We talked to the landlords over the weekend and they helped explain the sheep's odd behavior (and also the absence of the 2nd sheep which we had been wondering about). It turns out that about a week and a half ago a neighbor's dog was running loose and somehow got into the area with the sheep and killed the second sheep. So now, the other sheep is very lonely (since they are social animals) and scared (since it recently saw it's buddy killed by a scary dog, right in front of its eyes!). I don't blame it for being more territorial now. I'm just thankful that Woodley wasn't out doing astronomy when the dog attacked!! What kind of dog is it anyways that could kill a sheep that big or that would want to! I'm definitely going to be more careful when I go out at night and I hope the dog is properly locked up. 
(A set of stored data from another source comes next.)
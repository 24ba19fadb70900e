//! TeraStore REST API wire types

pub mod requests;
pub mod responses;

pub use requests::{DeleteUserRequest, DeviceCreate, FilterRequest, LoginForm, SignupRequest, UpdateUserRequest};
pub use responses::{ErrorResponse, FilterRow, KeyEntry, RefreshResponse, TokenResponse};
The landlords are looking for a new replacement sheep so that our current sheep won't be so lonely. I hope they find one quickly!


Thursday, March 26, 2009

Growing Herbs and a Special Project Update

Above is one of our "outdoor kitties." They are the neighborhood cats who have lived around our house for several years. There are two of them, a brother and sister and they look almost identical except that the sister is smaller than her brother. Our neighbor calls them "Alpha" and "Beta" but I usually just call them both "gray kitty." It's not a very romantic name, but they don't seem to mind. I try to feed them each day and they seem grateful. They are much more affectionate that I would expect them to be and they love it when I have time to play with them. 
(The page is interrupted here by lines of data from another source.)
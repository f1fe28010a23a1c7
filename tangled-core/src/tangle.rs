// src/tangle.rs

//! The tangle: message store, tip set, and branch-based conflict
//! resolution.
//!
//! Conflict resolution is keyed per `(issuer, index)`: once an issuer's
//! message at a given index is contradicted by another message claiming
//! the same index, a [`BranchManager`] tracks the resulting fork until
//! one side outweighs the other by [`MAIN_THRESHOLD`] or reaches
//! [`FINALITY_SCORE`].

use crate::errors::{CoreError, Result};
use crate::invalid_pool::InvalidPool;
use crate::message::Message;
use crate::state::TangleState;
use crate::tip_selection;
use crate::types::{Address, Hash};
use crate::{FINALITY_SCORE, MAIN_THRESHOLD, MAX_PARENTS};
use std::collections::{HashMap, HashSet};
use tangled_crypto::pow::{adaptive_difficulty, TIME_WINDOW};
use tracing::{debug, info};

/// A single side of a fork: the messages that descend from one of two
/// conflicting claims at an `(issuer, index)` slot
#[derive(Clone)]
pub struct Branch {
    msgs: HashMap<Hash, Message>,
}

impl Branch {
    fn new(founder: Message) -> Self {
        let mut msgs = HashMap::new();
        msgs.insert(founder.hash.clone(), founder);
        Self { msgs }
    }

    /// Sum of issuer-balance-weighted approval across every message in
    /// this branch, evaluated against the tangle's main state
    fn approval_weight(&self, state: &TangleState) -> f64 {
        self.msgs
            .values()
            .map(|m| state.get_balance(&m.node_id).max(1) as f64)
            .sum()
    }

    fn is_final(&self, state: &TangleState) -> bool {
        self.approval_weight(state) >= FINALITY_SCORE
    }
}

/// Tracks the main branch and any open conflicts for one `(issuer,
/// index)` slot
pub struct BranchManager {
    issuer: Address,
    index: u64,
    main_branch: Branch,
    conflicts: HashMap<Hash, Branch>,
}

impl BranchManager {
    fn new(issuer: Address, index: u64, main_branch: Branch) -> Self {
        Self {
            issuer,
            index,
            main_branch,
            conflicts: HashMap::new(),
        }
    }

    fn heaviest_conflict(&self, state: &TangleState) -> Option<&Hash> {
        self.conflicts
            .iter()
            .max_by(|(_, a), (_, b)| {
                a.approval_weight(state)
                    .partial_cmp(&b.approval_weight(state))
                    .unwrap_or(std::cmp::Ordering::Equal)
            })
            .map(|(hash, _)| hash)
    }

    /// Registers `branch` as a new conflict and swaps it in as the main
    /// branch if it has become heavy enough. Returns the displaced main
    /// branch's messages when a swap occurs.
    fn update_conflict(&mut self, branch: Branch, state: &TangleState) -> Option<Branch> {
        let key = branch
            .msgs
            .keys()
            .next()
            .cloned()
            .unwrap_or_default();
        self.conflicts.insert(key, branch);

        if self.main_branch.is_final(state) {
            return None;
        }

        let heaviest_hash = self.heaviest_conflict(state)?.clone();
        let heaviest_weight = self.conflicts[&heaviest_hash].approval_weight(state);
        let main_weight = self.main_branch.approval_weight(state);

        let should_swap = self.conflicts[&heaviest_hash].is_final(state)
            || heaviest_weight >= main_weight * (1.0 + MAIN_THRESHOLD);

        if !should_swap {
            return None;
        }

        let new_main = self.conflicts.remove(&heaviest_hash)?;
        let old_main = std::mem::replace(&mut self.main_branch, new_main);
        self.conflicts.insert(
            old_main
                .msgs
                .keys()
                .next()
                .cloned()
                .unwrap_or_default(),
            old_main.clone(),
        );

        Some(old_main)
    }

    fn is_final(&self, state: &TangleState) -> bool {
        self.main_branch.is_final(state)
    }

    /// The `(issuer, index)` slot this manager tracks
    pub fn id(&self) -> (Address, u64) {
        (self.issuer.clone(), self.index)
    }
}

/// The full tangle: message store, tip sets, balance ledger, open
/// branches, and invalid-message pool
pub struct Tangle {
    genesis: Message,
    msgs: HashMap<Hash, Message>,
    strong_tips: HashMap<Hash, Message>,
    weak_tips: HashMap<Hash, Message>,
    state: TangleState,
    branches: HashMap<(Address, u64), BranchManager>,
    invalid_pool: InvalidPool,
}

impl Tangle {
    /// Builds a tangle seeded with the genesis message
    pub fn new(invalid_pool_size: usize, invalid_pool_purge_time: i64) -> Self {
        let genesis = Message::genesis();
        let mut state = TangleState::new();
        state.update_tx_on_tangle(&genesis, true);

        let mut msgs = HashMap::new();
        msgs.insert(genesis.hash.clone(), genesis.clone());

        Self {
            genesis,
            msgs,
            strong_tips: HashMap::new(),
            weak_tips: HashMap::new(),
            state,
            branches: HashMap::new(),
            invalid_pool: InvalidPool::new(invalid_pool_size, invalid_pool_purge_time),
        }
    }

    /// The genesis message
    pub fn genesis(&self) -> &Message {
        &self.genesis
    }

    /// Looks up a message by hash, checking the confirmed store and
    /// both tip sets
    pub fn get_msg(&self, hash: &str) -> Option<&Message> {
        self.msgs
            .get(hash)
            .or_else(|| self.strong_tips.get(hash))
            .or_else(|| self.weak_tips.get(hash))
    }

    /// Current balance of an address
    pub fn get_balance(&self, address: &str) -> i64 {
        self.state.get_balance(address)
    }

    /// Whether a hash is in the invalid-message pool
    pub fn is_invalid(&mut self, hash: &str) -> bool {
        self.invalid_pool.contains(hash)
    }

    /// Whether a hash is in the invalid-message pool, without
    /// refreshing its access time — for read-only callers such as
    /// [`crate::message::Message::analyze_parents`]
    pub fn in_invalid_pool(&self, hash: &str) -> bool {
        self.invalid_pool.contains_ref(hash)
    }

    /// Marks a hash as invalid
    pub fn mark_invalid(&mut self, hash: Hash) {
        self.invalid_pool.insert(hash);
    }

    fn all_msgs(&self) -> impl Iterator<Item = &Message> {
        self.msgs
            .values()
            .chain(self.strong_tips.values())
            .chain(self.weak_tips.values())
    }

    fn count_children(&self, hash: &str) -> usize {
        self.all_msgs()
            .filter(|m| m.parents.contains_key(hash))
            .count()
    }

    /// Every message that names `hash` as a parent
    pub fn get_direct_children(&self, hash: &str) -> Vec<&Message> {
        self.all_msgs()
            .filter(|m| m.parents.contains_key(hash))
            .collect()
    }

    fn find_msg_by_index(&self, issuer: &str, index: u64) -> Option<Message> {
        self.all_msgs()
            .find(|m| m.node_id == issuer && m.index == index)
            .cloned()
    }

    /// Computes the adaptive proof-of-work difficulty this message must
    /// meet, based on how many messages its issuer has sent within the
    /// trailing window
    pub fn get_difficulty(&self, msg: &Message) -> u32 {
        let count = self
            .msgs
            .values()
            .filter(|m| {
                m.node_id == msg.node_id
                    && m.timestamp > msg.timestamp - TIME_WINDOW
                    && m.timestamp < msg.timestamp
            })
            .count();
        adaptive_difficulty(count)
    }

    fn purge_tips(&mut self, now: i64) {
        let (_, stale_strong) =
            tip_selection::partition_stale(&self.strong_tips, now, &self.genesis.hash);
        let (_, stale_weak) =
            tip_selection::partition_stale(&self.weak_tips, now, &self.genesis.hash);

        for hash in stale_strong {
            if let Some(m) = self.strong_tips.remove(&hash) {
                self.state.update_tx_on_tangle(&m, false);
            }
        }
        for hash in stale_weak {
            if let Some(m) = self.weak_tips.remove(&hash) {
                self.state.update_tx_on_tangle(&m, false);
            }
        }
    }

    /// Picks up to `MAX_PARENTS` tips uniformly at random, marking
    /// which were drawn from the weak set
    pub fn select_tips(&mut self) -> HashMap<Hash, bool> {
        let now = crate::types::now();
        self.purge_tips(now);

        let total = self.strong_tips.len() + self.weak_tips.len();
        if total == 0 {
            let mut parents = HashMap::new();
            parents.insert(self.genesis.hash.clone(), false);
            return parents;
        }

        let amt = total.min(MAX_PARENTS);
        tip_selection::select(&self.strong_tips, &self.weak_tips, amt)
    }

    fn add_approved_msg(&mut self, msg: Message) {
        self.state.update_tx_on_tangle(&msg, true);
        self.msgs.insert(msg.hash.clone(), msg);
    }

    fn promote_saturated_tips(&mut self, parents: &HashMap<Hash, bool>) {
        for (parent_hash, is_weak) in parents {
            if *parent_hash == self.genesis.hash {
                continue;
            }

            let in_tips = self.strong_tips.contains_key(parent_hash)
                || self.weak_tips.contains_key(parent_hash);
            if !in_tips || self.count_children(parent_hash) <= 1 {
                continue;
            }

            let removed = if *is_weak {
                self.weak_tips.remove(parent_hash)
            } else {
                self.strong_tips.remove(parent_hash)
            };

            if let Some(p_msg) = removed {
                self.add_approved_msg(p_msg);
            }
        }
    }

    /// Admits a message into the tangle: promotes saturated parent
    /// tips, resolves any index conflict into a branch, and adds the
    /// message as a new tip. A non-empty `invalid_parents` routes the
    /// message into the weak tip set instead of the strong one.
    pub fn add_msg(&mut self, msg: Message, invalid_parents: HashSet<Hash>) -> Result<()> {
        if msg.hash == self.genesis.hash {
            return Ok(());
        }

        if self.get_msg(&msg.hash).is_some() {
            return Err(CoreError::DuplicateMessage(msg.hash));
        }

        if let Some(existing) = self.find_msg_by_index(&msg.node_id, msg.index) {
            if existing.hash != msg.hash {
                self.create_new_branch(msg, existing)?;
                return Ok(());
            }
        }

        self.promote_saturated_tips(&msg.parents);
        self.admit_tip(msg, !invalid_parents.is_empty());

        Ok(())
    }

    fn admit_tip(&mut self, msg: Message, weak: bool) {
        self.state.update_tx_on_tangle(&msg, true);
        if weak {
            debug!(hash = %msg.hash, node_id = %msg.node_id, "admitting message as weak tip");
            self.weak_tips.insert(msg.hash.clone(), msg);
        } else {
            debug!(hash = %msg.hash, node_id = %msg.node_id, "admitting message as strong tip");
            self.strong_tips.insert(msg.hash.clone(), msg);
        }
    }

    /// Removes a message from wherever it currently lives, unwinding its
    /// effect on the balance ledger
    pub fn remove_msg(&mut self, hash: &str) {
        let removed = self
            .msgs
            .remove(hash)
            .or_else(|| self.strong_tips.remove(hash))
            .or_else(|| self.weak_tips.remove(hash));

        if let Some(msg) = removed {
            self.state.update_tx_on_tangle(&msg, false);
        }
    }

    fn create_new_branch(&mut self, msg: Message, conflict: Message) -> Result<()> {
        let key = (msg.node_id.clone(), msg.index);

        let challenger = Branch::new(msg);

        let displaced = if let Some(manager) = self.branches.get_mut(&key) {
            manager.update_conflict(challenger, &self.state)
        } else {
            let mut manager = BranchManager::new(key.0.clone(), key.1, Branch::new(conflict));
            let displaced = manager.update_conflict(challenger, &self.state);
            self.branches.insert(key.clone(), manager);
            displaced
        };

        if let Some(old_main) = displaced {
            for m in old_main.msgs.values() {
                self.remove_msg(&m.hash);
            }

            let new_main_msgs: Vec<Message> = self
                .branches
                .get(&key)
                .map(|m| m.main_branch.msgs.values().cloned().collect())
                .unwrap_or_default();

            for m in new_main_msgs.into_iter().rev() {
                self.state.update_tx_on_tangle(&m, true);
                self.msgs.insert(m.hash.clone(), m);
            }

            info!(issuer = %key.0, index = key.1, "main branch swapped");
        }

        if self
            .branches
            .get(&key)
            .map(|m| m.is_final(&self.state))
            .unwrap_or(false)
        {
            self.branches.remove(&key);
        }

        Ok(())
    }

    /// Next unused sequence index for an issuer, counting every message
    /// of theirs currently stored, confirmed or tip
    pub fn next_index(&self, issuer: &str) -> u64 {
        self.all_msgs().filter(|m| m.node_id == issuer).count() as u64
    }

    /// Snapshots every message this tangle currently holds, for
    /// persistence via [`crate::storage::Snapshot`]
    pub fn snapshot(&self) -> crate::storage::Snapshot {
        crate::storage::Snapshot {
            msgs: self.msgs.values().cloned().collect(),
            strong_tips: self.strong_tips.values().cloned().collect(),
            weak_tips: self.weak_tips.values().cloned().collect(),
        }
    }

    /// Rebuilds a tangle from a loaded snapshot, re-admitting every
    /// message through [`Tangle::add_msg`]
    pub fn restore(
        snapshot: crate::storage::Snapshot,
        invalid_pool_size: usize,
        invalid_pool_purge_time: i64,
    ) -> Self {
        let mut tangle = Self::new(invalid_pool_size, invalid_pool_purge_time);
        let genesis_hash = tangle.genesis.hash.clone();

        for msg in snapshot.msgs.into_iter().chain(snapshot.strong_tips) {
            if msg.hash == genesis_hash {
                continue;
            }
            if let Err(e) = tangle.add_msg(msg, HashSet::new()) {
                tracing::warn!(error = %e, "skipped message while restoring snapshot");
            }
        }

        for msg in snapshot.weak_tips {
            if msg.hash == genesis_hash || tangle.get_msg(&msg.hash).is_some() {
                continue;
            }
            tangle.promote_saturated_tips(&msg.parents);
            tangle.admit_tip(msg, true);
        }

        tangle
    }

    /// Number of confirmed (non-tip) messages
    pub fn msg_count(&self) -> usize {
        self.msgs.len()
    }

    /// Number of currently open conflict branches
    pub fn open_branch_count(&self) -> usize {
        self.branches.len()
    }
}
My herb seedlings seem to be doing well. A few days ago I moved them downstairs to a windowsill where they can get more sunlight. Tomorrow Woodley and I plan to go to the garden store to pick up some containers and potting soil so that we can transplant them when they are ready for that. It will be so exciting to be able to pick herbs from our own little garden. I do hope they survive!

I did spend some time working on "the blue room" yesterday. I definitely didn't finish but I did manage to make some progress. It has been a steadily worsening mess ever since Christmas. As I dug through it yesterday (attempting to reconnect with the carpet underneath it all), I realized that it is made up of several things: wrapping paper (Christmas and general), gift wrapping boxes, crafting supplies, and memorabilia from our wedding and celebration ball last year. My goal is to organize the wrapping supplies into two separate groups: one for Christmas wrapping and one for year round wrapping. Then I hope to stumble upon an organizational scheme for the crafting goods and memorabilia. Eventually I want to scrapbook and box up the special items from our wedding adventure. (I will have to blog more about that crazy year-long journey later, probably as I am organizing all those little bits of paper). Once it is all orderly and organized I hope that Thursday can be my crafting day! Currently I have several projects I want to do: a simple skirt, a ballgown I started before Woodley and I even had started dating, and several quilts. 

Well, it's not perfect, but at least you can see a little more floor!